Data: 2003-09-22 08:43:04
Temat: Re: adopcja
Od: "margola & zielarz" <malgos@spamu_nie_kochamy.panda.bg.univ.gda.pl>
Pokaż wszystkie nagłówki
Użytkownik "Dominika Widawska" <d...@m...szczecin.pl> napisał w
wiadomości news:3F6EAC69.1E55D53F@man.szczecin.pl...
> > W życiu. Za samą pracę jest najwyżej 1200. W Krakowie.
>
> Mowisz o kwocie netto czy brutto?
> Jakos nie chce mi sie wierzyc...
Netto, prawda.
> > Ponieważ polskie sądy działają, jak działają, a w pogotowiu dzieci mogą
buyć
> > do 18 miesięcy, dłużej nie, to żeby uniknąć ich przerzucania jak
piłeczki z
> > pogotowia do pogotowia, proponuje się jednemu pogotowiu formę rodziny
> > zastępczej kontraktowej. Dziecko wówczas przebywa w jednym tylko domu.
> Hm, troche tego nie rozumiem - ze sformulowania "proponuje
> się _jednemu_ pogotowiu" wnosze, ze z gory (podczas interwencji?!!)
> powinno byc wiadomo, ktore dziecko bedzie potrzebowalo opieki
> tymczasowej
> dluzszej niz 18 miesiecy. To chyba nie zawsze mozna przewidziec?
> A poza tym, skoro modyfikowac przepisy, to dlaczego nie zmienic
> zasad przebywania w pogotowiu...
> Oczywiscie "glosno mysle", nie utozsamiam Cie z tworcami ww. poprawek.

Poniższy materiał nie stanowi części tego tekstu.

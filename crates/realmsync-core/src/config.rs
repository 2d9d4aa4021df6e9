//! Sync layer configuration.
//!
//! Defaults are tuned for an interactive client; every knob can be
//! overridden by the config file at `~/.config/realmsync/config.json` or
//! by `REALMSYNC_*` environment variables (a `.env` file is honored).

use std::path::{Path, PathBuf};

use anyhow::Result;
use chrono::Duration;
use serde::{Deserialize, Serialize};

/// Application name used for config/cache directory paths
const APP_NAME: &str = "realmsync";

/// Config file name
const CONFIG_FILE: &str = "config.json";

/// Dehydrated cache snapshot file name
const SNAPSHOT_FILE: &str = "snapshot.json";

/// Consider query results stale after 5 minutes.
/// Balances freshness with reducing unnecessary API calls for
/// slowly-changing data; call sites override per query where it matters.
const DEFAULT_STALE_MINUTES: i64 = 5;

/// Sweep entries with no subscribers after 30 minutes of inactivity.
const DEFAULT_SWEEP_IDLE_MINUTES: i64 = 30;

/// Batch debounce window in milliseconds.
/// 10ms captures a rendering burst without adding visible latency.
const DEFAULT_BATCH_WINDOW_MS: u64 = 10;

/// Flush a batch window early once it holds this many IDs.
const DEFAULT_MAX_BATCH_SIZE: usize = 50;

#[derive(Debug, Clone, Serialize, Deserialize)]
pub struct SyncConfig {
    pub api_base_url: String,
    pub stale_minutes: i64,
    pub sweep_idle_minutes: i64,
    pub batch_window_ms: u64,
    pub max_batch_size: usize,
}

impl Default for SyncConfig {
    fn default() -> Self {
        Self {
            api_base_url: crate::api::client::DEFAULT_API_BASE_URL.to_string(),
            stale_minutes: DEFAULT_STALE_MINUTES,
            sweep_idle_minutes: DEFAULT_SWEEP_IDLE_MINUTES,
            batch_window_ms: DEFAULT_BATCH_WINDOW_MS,
            max_batch_size: DEFAULT_MAX_BATCH_SIZE,
        }
    }
}

impl SyncConfig {
    /// Load from the default config path, then apply environment
    /// overrides. Missing file means defaults.
    pub fn load() -> Result<Self> {
        // Load .env file if present (silently ignore if not found)
        let _ = dotenvy::dotenv();

        let path = Self::config_path()?;
        let mut config = Self::load_from(&path)?;
        if let Ok(url) = std::env::var("REALMSYNC_API_URL") {
            config.api_base_url = url;
        }
        if let Ok(minutes) = std::env::var("REALMSYNC_STALE_MINUTES") {
            if let Ok(minutes) = minutes.parse() {
                config.stale_minutes = minutes;
            }
        }
        Ok(config)
    }

    pub fn load_from(path: &Path) -> Result<Self> {
        if path.exists() {
            let contents = std::fs::read_to_string(path)?;
            Ok(serde_json::from_str(&contents)?)
        } else {
            Ok(Self::default())
        }
    }

    pub fn save(&self) -> Result<()> {
        self.save_to(&Self::config_path()?)
    }

    pub fn save_to(&self, path: &Path) -> Result<()> {
        if let Some(parent) = path.parent() {
            std::fs::create_dir_all(parent)?;
        }
        let contents = serde_json::to_string_pretty(self)?;
        std::fs::write(path, contents)?;
        Ok(())
    }

    fn config_path() -> Result<PathBuf> {
        let config_dir = dirs::config_dir()
            .ok_or_else(|| anyhow::anyhow!("Could not find config directory"))?;
        Ok(config_dir.join(APP_NAME).join(CONFIG_FILE))
    }

    /// Where the dehydrated cache snapshot is written between runs.
    pub fn snapshot_path(&self) -> Result<PathBuf> {
        let cache_dir = dirs::cache_dir()
            .ok_or_else(|| anyhow::anyhow!("Could not find cache directory"))?;
        Ok(cache_dir.join(APP_NAME).join(SNAPSHOT_FILE))
    }

    pub fn stale_time(&self) -> Duration {
        Duration::minutes(self.stale_minutes)
    }

    pub fn sweep_idle(&self) -> Duration {
        Duration::minutes(self.sweep_idle_minutes)
    }

    pub fn batch_window(&self) -> std::time::Duration {
        std::time::Duration::from_millis(self.batch_window_ms)
    }
}

// ============================================================================
// Tests
// ============================================================================
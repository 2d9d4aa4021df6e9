//! HTTP client for the platform RPC service.
//!
//! The sync core makes no assumption about the wire format beyond
//! "resolves or rejects"; this client is the one place that knows the
//! endpoints, auth header and retry etiquette.

use std::time::Duration;

use anyhow::Result;
use reqwest::{Client, StatusCode};
use serde::de::DeserializeOwned;
use serde::Serialize;
use tracing::{debug, warn};

use crate::auth::AuthSession;
use crate::key::PageParam;
use crate::models::{EventSummary, Post, Profile};

use super::ApiError;

// ============================================================================
// Constants
// ============================================================================

/// Default base URL for the platform RPC service.
pub const DEFAULT_API_BASE_URL: &str = "https://rpc.realmsync.app";

/// HTTP request timeout in seconds.
/// 30s allows for slow API responses while failing fast enough for good UX.
const REQUEST_TIMEOUT_SECS: u64 = 30;

/// Maximum number of retries for rate-limited (429) requests.
/// 3 retries with exponential backoff usually succeeds without excessive delay.
const MAX_RATE_LIMIT_RETRIES: u32 = 3;

/// Initial backoff delay in milliseconds for rate limiting.
/// 1 second is polite to the server while not making users wait too long.
const INITIAL_BACKOFF_MS: u64 = 1000;

#[derive(Serialize)]
struct BatchProfilesRequest<'a> {
    addresses: &'a [String],
}

#[derive(Serialize)]
struct RsvpRequest {
    going: bool,
}

/// Client for the platform RPC service.
/// Clone is cheap - reqwest::Client uses Arc internally for connection pooling.
#[derive(Clone)]
pub struct RpcClient {
    client: Client,
    base_url: String,
    token: Option<String>,
}

impl RpcClient {
    /// Create a new client against `base_url`.
    pub fn new(base_url: impl Into<String>) -> Result<Self> {
        let client = Client::builder()
            .timeout(Duration::from_secs(REQUEST_TIMEOUT_SECS))
            .build()?;

        Ok(Self {
            client,
            base_url: base_url.into(),
            token: None,
        })
    }

    /// Create a clone carrying the session's bearer token, sharing the
    /// connection pool.
    pub fn with_session(&self, session: &AuthSession) -> Self {
        Self {
            client: self.client.clone(),
            base_url: self.base_url.clone(),
            token: Some(session.token.clone()),
        }
    }

    pub fn base_url(&self) -> &str {
        &self.base_url
    }

    // ===== Profiles =====

    pub async fn fetch_profile(&self, address: &str) -> Result<Profile, ApiError> {
        self.get_json(&format!("/profiles/{}", address)).await
    }

    /// Multi-item profile lookup; the batcher's fetch function. Addresses
    /// unknown to the server are simply absent from the response.
    pub async fn fetch_profiles(&self, addresses: &[String]) -> Result<Vec<Profile>, ApiError> {
        self.post_json(
            "/profiles/batch",
            &BatchProfilesRequest { addresses },
        )
        .await
    }

    // ===== Events =====

    pub async fn fetch_event(&self, event_id: u64) -> Result<EventSummary, ApiError> {
        self.get_json(&format!("/events/{}", event_id)).await
    }

    /// RSVP to an event; returns the updated event. A full event comes
    /// back as 409.
    pub async fn rsvp_event(&self, event_id: u64, going: bool) -> Result<EventSummary, ApiError> {
        self.post_json(&format!("/events/{}/rsvp", event_id), &RsvpRequest { going })
            .await
    }

    // ===== Feeds =====

    /// One page of a community feed, newest first.
    pub async fn fetch_feed_page(
        &self,
        community_id: u64,
        param: Option<&PageParam>,
        limit: usize,
    ) -> Result<Vec<Post>, ApiError> {
        let mut path = format!("/communities/{}/feed?limit={}", community_id, limit);
        match param {
            Some(PageParam::Cursor(cursor)) => path.push_str(&format!("&cursor={}", cursor)),
            Some(PageParam::Offset(offset)) => path.push_str(&format!("&offset={}", offset)),
            Some(PageParam::Before(ts)) => path.push_str(&format!("&before={}", ts)),
            None => {}
        }
        self.get_json(&path).await
    }

    // ===== Transport =====

    async fn get_json<T: DeserializeOwned>(&self, path: &str) -> Result<T, ApiError> {
        self.request_json(|| {
            let mut request = self.client.get(format!("{}{}", self.base_url, path));
            if let Some(token) = &self.token {
                request = request.bearer_auth(token);
            }
            request
        })
        .await
    }

    async fn post_json<B: Serialize, T: DeserializeOwned>(
        &self,
        path: &str,
        body: &B,
    ) -> Result<T, ApiError> {
        self.request_json(|| {
            let mut request = self
                .client
                .post(format!("{}{}", self.base_url, path))
                .json(body);
            if let Some(token) = &self.token {
                request = request.bearer_auth(token);
            }
            request
        })
        .await
    }

    /// Send a request with bounded retry on 429. Retry lives here at the
    /// transport, not in the executor.
    async fn request_json<T, F>(&self, build: F) -> Result<T, ApiError>
    where
        T: DeserializeOwned,
        F: Fn() -> reqwest::RequestBuilder,
    {
        let mut backoff_ms = INITIAL_BACKOFF_MS;
        let mut attempt = 0;
        loop {
            let response = build().send().await?;
            let status = response.status();

            if status == StatusCode::TOO_MANY_REQUESTS && attempt < MAX_RATE_LIMIT_RETRIES {
                attempt += 1;
                warn!(attempt, backoff_ms, "rate limited, backing off");
                tokio::time::sleep(Duration::from_millis(backoff_ms)).await;
                backoff_ms *= 2;
                continue;
            }

            if !status.is_success() {
                let body = response.text().await.unwrap_or_default();
                return Err(ApiError::from_status(status, &body));
            }

            debug!(status = %status, "rpc response");
            return response
                .json()
                .await
                .map_err(|e| ApiError::InvalidResponse(e.to_string()));
        }
    }
}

Tym razem ja wyraziłam się nieprecyzyjnie, w momencie przedłużania się
załatwiania spraw ta propozycja padałaby pod adresem konkretnego pogotowia,
w którym dziecko już przebywa. Innymi słowy, następowałaby zmiana warunków
kontraktu, dziecko nadal w tym samym domu i pod tą samą opieką, tyle że
moment jej zakończenia przesuwa się do czasu rzeczywistego rozwiazania
sytuacji dziecka. Nie ma wówczas ograniczenia do 18 miesiecy.